Other handheld models looked safer, but still required dexterity. Turning out continuous, unbroken strands is a skill that appears to require some practice. It was said on several reviews to be much easier with a tabletop versus a handheld cutter.
With the preferred type in mind, I spent some more time researching the various brands and models that had handles, a base and some sliding mechanism and kept fingers a safe distance from the blades. And, of course, were available in Canada.
These models look somewhat like variations on the old tabletop apple and potato peelers, but instead of the blade shuttling up and down the length of the object of the procedure, while the veggie spins around its axis, in tabletop spiralizer the veggie moves towards a stationary blade, spinning as it is pushed forward. See the videos if you’re confused.
The size and thickness of the plastic of the holder and stand couldn’t be determined from the descriptions, but a few in their photographs looked mighty thin for that kind of regular use. And I quickly gathered that a lot of the alleged “consumer” reviews under some of them were either posted by bots or employees of a competing firm. Or of the manufacturing firm. Either way, objectivity was suspect (Amazon’s “confirmed buyer” tag for a reviewer gives one a modest faith in the reviewer’s neutrality, but not absolute).
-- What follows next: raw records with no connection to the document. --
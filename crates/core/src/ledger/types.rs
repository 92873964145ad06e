//! Billing domain records: projects, invoices, payments.
//!
//! These are typed views of the storage rows the read interface yields.
//! Dates are carried in their stored text form (`YYYY-MM-DD`) and parsed by
//! the ledger engine, which rejects malformed values instead of silently
//! coercing them.

use rust_decimal::Decimal;
use serde::{Deserialize, Serialize};
use trestle_shared::types::{InvoiceId, PaymentId, ProjectId, TenantId};

/// Project lifecycle status.
#[derive(Debug, Clone, Copy, PartialEq, Eq, Serialize, Deserialize)]
#[serde(rename_all = "snake_case")]
pub enum ProjectStatus {
    /// Bid submitted, not yet won.
    Bidding,
    /// Contract won, work not started.
    PreConstruction,
    /// Work in progress.
    CourseOfConstruction,
    /// Work complete, warranty period running.
    Warranty,
    /// Closed out.
    PostConstruction,
}

impl std::fmt::Display for ProjectStatus {
    fn fmt(&self, f: &mut std::fmt::Formatter<'_>) -> std::fmt::Result {
        let label = match self {
            Self::Bidding => "Bidding",
            Self::PreConstruction => "Pre-Construction",
            Self::CourseOfConstruction => "Course of Construction",
            Self::Warranty => "Warranty",
            Self::PostConstruction => "Post-Construction",
        };
        write!(f, "{label}")
    }
}

/// A project belonging to one tenant.
///
/// Projects exclusively own their invoices and payments; deleting a project
/// cascades to both (enforced by the persistence collaborator).
#[derive(Debug, Clone, Serialize, Deserialize)]
pub struct Project {
    /// Project ID.
    pub id: ProjectId,
    /// Owning tenant.
    pub tenant_id: TenantId,
    /// Display name.
    pub name: String,
    /// Client name.
    pub client_name: String,
    /// Quoted contract value. Zero when no quote was recorded.
    pub quoted_price: Decimal,
    /// Lifecycle status.
    pub status: ProjectStatus,
}

/// An invoice issued against a project. Immutable once created.
#[derive(Debug, Clone, Serialize, Deserialize)]
pub struct Invoice {
    /// Invoice ID.
    pub id: InvoiceId,
    /// Owning project.
    pub project_id: ProjectId,
    /// Sequence number, unique and strictly increasing per tenant.
    pub number: i64,
    /// Total amount, inclusive of tax.
    pub amount: Decimal,
    /// Tax portion of `amount`.
    pub tax: Decimal,
    /// Issue date as stored (`YYYY-MM-DD` text).
    pub date: String,
    /// Free-text description of the work billed.
    pub description: String,
}

impl Invoice {
    /// Returns the pre-tax portion of the invoice.
    #[must_use]
    pub fn subtotal(&self) -> Decimal {
        self.amount - self.tax
    }
}

/// A payment received against a project. Immutable once created.
#[derive(Debug, Clone, Serialize, Deserialize)]
pub struct Payment {
    /// Payment ID.
    pub id: PaymentId,
    /// Owning project.
    pub project_id: ProjectId,
    /// Amount received.
    pub amount: Decimal,
    /// Date received as stored (`YYYY-MM-DD` text).
    pub date: String,
    /// Free-text note or check/reference number.
    pub note: String,
}

/// Per-project financial summary for the dashboard deep-dive.
#[derive(Debug, Clone, Serialize, Deserialize)]
pub struct ProjectSummary {
    /// Quoted contract value.
    pub contract_value: Decimal,
    /// Total billed across all invoices.
    pub total_billed: Decimal,
    /// Total collected across all payments.
    pub total_collected: Decimal,
    /// Outstanding AR (billed minus collected).
    pub balance: Decimal,
    /// Contract value minus total billed. Negative means over-invoiced,
    /// which is a valid, displayable state.
    pub remaining_to_invoice: Decimal,
}

/// Firm-wide financial summary across every project of a tenant.
#[derive(Debug, Clone, Serialize, Deserialize)]
pub struct FirmSummary {
    /// Sum of quoted contract values.
    pub total_contracts: Decimal,
    /// Sum of invoice amounts.
    pub total_invoiced: Decimal,
    /// Sum of payment amounts.
    pub total_collected: Decimal,
    /// Sum of contracts minus sum invoiced. May be negative.
    pub remaining_to_invoice: Decimal,
    /// Outstanding AR (invoiced minus collected).
    pub outstanding_ar: Decimal,
}
//! Shared types, errors, and configuration for Trestle.
//!
//! This crate provides common types used across all other crates:
//! - Money helpers with decimal precision
//! - Typed IDs for type-safe entity references
//! - Application-wide error types
//! - Configuration management

pub mod config;
pub mod error;
pub mod types;

pub use config::AppConfig;
pub use error::{AppError, AppResult};
//! Subscription and discount service.
//!
//! Pure computations over a snapshot of the tenant directory: referral
//! discounts, final pricing, trial-window math, and the access gate evaluated
//! on every authenticated request. The discount is always derived from the
//! live directory, never from a stored counter that can drift.

use chrono::NaiveDate;
use rust_decimal::Decimal;

use super::error::SubscriptionError;
use super::types::{AccessDecision, DiscountPolicy, SubscriptionPolicy, SubscriptionStatus, Tenant};

/// Date format used by the storage rows.
const DATE_FORMAT: &str = "%Y-%m-%d";

/// Characters used in generated referral codes.
const CODE_ALPHABET: &[u8] = b"ABCDEFGHIJKLMNOPQRSTUVWXYZ0123456789";

/// Length of generated referral codes.
const CODE_LEN: usize = 8;

/// Subscription service for pricing and access gating.
pub struct SubscriptionService;

impl SubscriptionService {
    /// Computes the tenant's referral discount percent, in `[0, cap]`.
    ///
    /// Counts tenants in `directory` referred by this tenant whose status
    /// still counts as active, multiplies by the per-referral percent, adds
    /// the referred-by bonus when configured, and caps the sum. Affiliates
    /// are outside billing and always get zero.
    #[must_use]
    pub fn discount_percent(
        tenant: &Tenant,
        directory: &[Tenant],
        policy: &DiscountPolicy,
    ) -> Decimal {
        if !tenant.status.is_billable() {
            return Decimal::ZERO;
        }

        let referrals = directory
            .iter()
            .filter(|t| tenant.refers(t) && t.status.counts_as_active_referral())
            .count();
        let referrals = u64::try_from(referrals).unwrap_or(u64::MAX);

        let earned = referrals.saturating_mul(u64::from(policy.percent_per_referral));
        let bonus = if tenant.referred_by.is_some() {
            u64::from(policy.referred_bonus)
        } else {
            0
        };
        let percent = earned.saturating_add(bonus).min(u64::from(policy.cap));
        Decimal::from(percent)
    }

    /// Computes the discounted monthly price, rounded to cents.
    ///
    /// Clamps the percent to `[0, 100]` and the price to `>= 0`; at a 100%
    /// discount the price is exactly zero.
    #[must_use]
    pub fn final_price(base_price: Decimal, discount_percent: Decimal) -> Decimal {
        let percent = discount_percent.clamp(Decimal::ZERO, Decimal::ONE_HUNDRED);
        let price = base_price * (Decimal::ONE_HUNDRED - percent) / Decimal::ONE_HUNDRED;
        price.max(Decimal::ZERO).round_dp(2)
    }

    /// Returns the number of trial days remaining (negative once expired).
    ///
    /// # Errors
    ///
    /// Returns [`SubscriptionError::MissingSignupDate`] or
    /// [`SubscriptionError::MalformedSignupDate`] when the signup timestamp
    /// is absent or unparseable. Callers gating access must treat either as
    /// an expired trial, never as indefinite access.
    pub fn trial_days_left(
        tenant: &Tenant,
        today: NaiveDate,
        policy: &SubscriptionPolicy,
    ) -> Result<i64, SubscriptionError> {
        let raw = tenant
            .signup_date
            .as_deref()
            .ok_or(SubscriptionError::MissingSignupDate)?;
        let signup = NaiveDate::parse_from_str(raw, DATE_FORMAT).map_err(|_| {
            SubscriptionError::MalformedSignupDate {
                value: raw.to_string(),
            }
        })?;
        Ok(policy.trial_days - (today - signup).num_days())
    }

    /// Decides whether the tenant may use the product right now.
    ///
    /// - `Allow`: active/free-lifetime/affiliate status, a trial with days
    ///   remaining, or the designated administrative account.
    /// - `FreeUnlockAvailable`: gated but the referral discount reached 100%.
    /// - `RequirePayment`: gated; carries the discounted price for display
    ///   and checkout handoff.
    ///
    /// Signup-date failures fail closed: a tenant whose trial cannot be
    /// computed is gated like an expired one.
    #[must_use]
    pub fn access_decision(
        tenant: &Tenant,
        directory: &[Tenant],
        today: NaiveDate,
        policy: &SubscriptionPolicy,
    ) -> AccessDecision {
        if policy.admin_username.as_deref() == Some(tenant.username.as_str()) {
            return AccessDecision::Allow;
        }
        if tenant.status.grants_access() {
            return AccessDecision::Allow;
        }
        if tenant.status == SubscriptionStatus::Trial
            && Self::trial_days_left(tenant, today, policy).is_ok_and(|days| days > 0)
        {
            return AccessDecision::Allow;
        }

        let discount = Self::discount_percent(tenant, directory, &policy.discount);
        if discount >= Decimal::ONE_HUNDRED {
            AccessDecision::FreeUnlockAvailable
        } else {
            AccessDecision::RequirePayment {
                price: Self::final_price(policy.base_price, discount),
            }
        }
    }

    /// Applies a successful payment/checkout completion reported by the
    /// billing collaborator.
    ///
    /// Trial and Expired tenants become Active; Active, FreeLifetime, and
    /// Affiliate are unchanged.
    #[must_use]
    pub const fn on_payment_completed(status: SubscriptionStatus) -> SubscriptionStatus {
        match status {
            SubscriptionStatus::Trial | SubscriptionStatus::Expired => SubscriptionStatus::Active,
            other => other,
        }
    }

    /// Claims free lifetime access once the referral discount reaches 100%.
    ///
    /// The claim is an explicit tenant action (matching the legacy button
    /// flow), not an automatic transition. Idempotent for tenants already in
    /// `FreeLifetime`, even if their referrals later lapse.
    ///
    /// # Errors
    ///
    /// Returns [`SubscriptionError::ThresholdNotReached`] when the current
    /// discount is below 100%.
    pub fn claim_free_lifetime(
        tenant: &Tenant,
        directory: &[Tenant],
        policy: &SubscriptionPolicy,
    ) -> Result<SubscriptionStatus, SubscriptionError> {
        if tenant.status == SubscriptionStatus::FreeLifetime {
            return Ok(SubscriptionStatus::FreeLifetime);
        }

        let discount = Self::discount_percent(tenant, directory, &policy.discount);
        if discount < Decimal::ONE_HUNDRED {
            return Err(SubscriptionError::ThresholdNotReached {
                discount_percent: discount,
            });
        }
        Ok(SubscriptionStatus::FreeLifetime)
    }

    /// Generates a new referral code: 8 uppercase alphanumeric characters.
    ///
    /// Uniqueness against existing codes is the caller's responsibility
    /// (codes are unique per tenant and never reused once assigned).
    pub fn generate_referral_code<R: rand::Rng + ?Sized>(rng: &mut R) -> String {
        (0..CODE_LEN)
            .map(|_| char::from(CODE_ALPHABET[rng.gen_range(0..CODE_ALPHABET.len())]))
            .collect()
    }
}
There are all sorts of reviews online that hem and haw over the various types and styles, but I limited my searches to ones with at least three blades, and a solid base. The multiplicity of blades provides greater variation in the output. There is only so much zucchini noodle one can eat, after all. And I was also interested in the models capable of handling something with a bit more crunch than cucumber or zucchini. Like squash, potato and beet. That requires solidity of construction, and the ability to effectively cut such fibrous plants.
I was really tempted by the Paderno (also goes by other brand names, apparently) four-blade model, but couldn’t find a Canadian source (Amazon.ca didn’t list it as far as I could see). And while the three-blade model was less expensive, the shipping price quoted by the independent reseller seemed rather high in comparison to the small size and weight. However, both models garnered good reviews on some product-independent sites. The three-blade model remained top of my list until I delved into the food blogs.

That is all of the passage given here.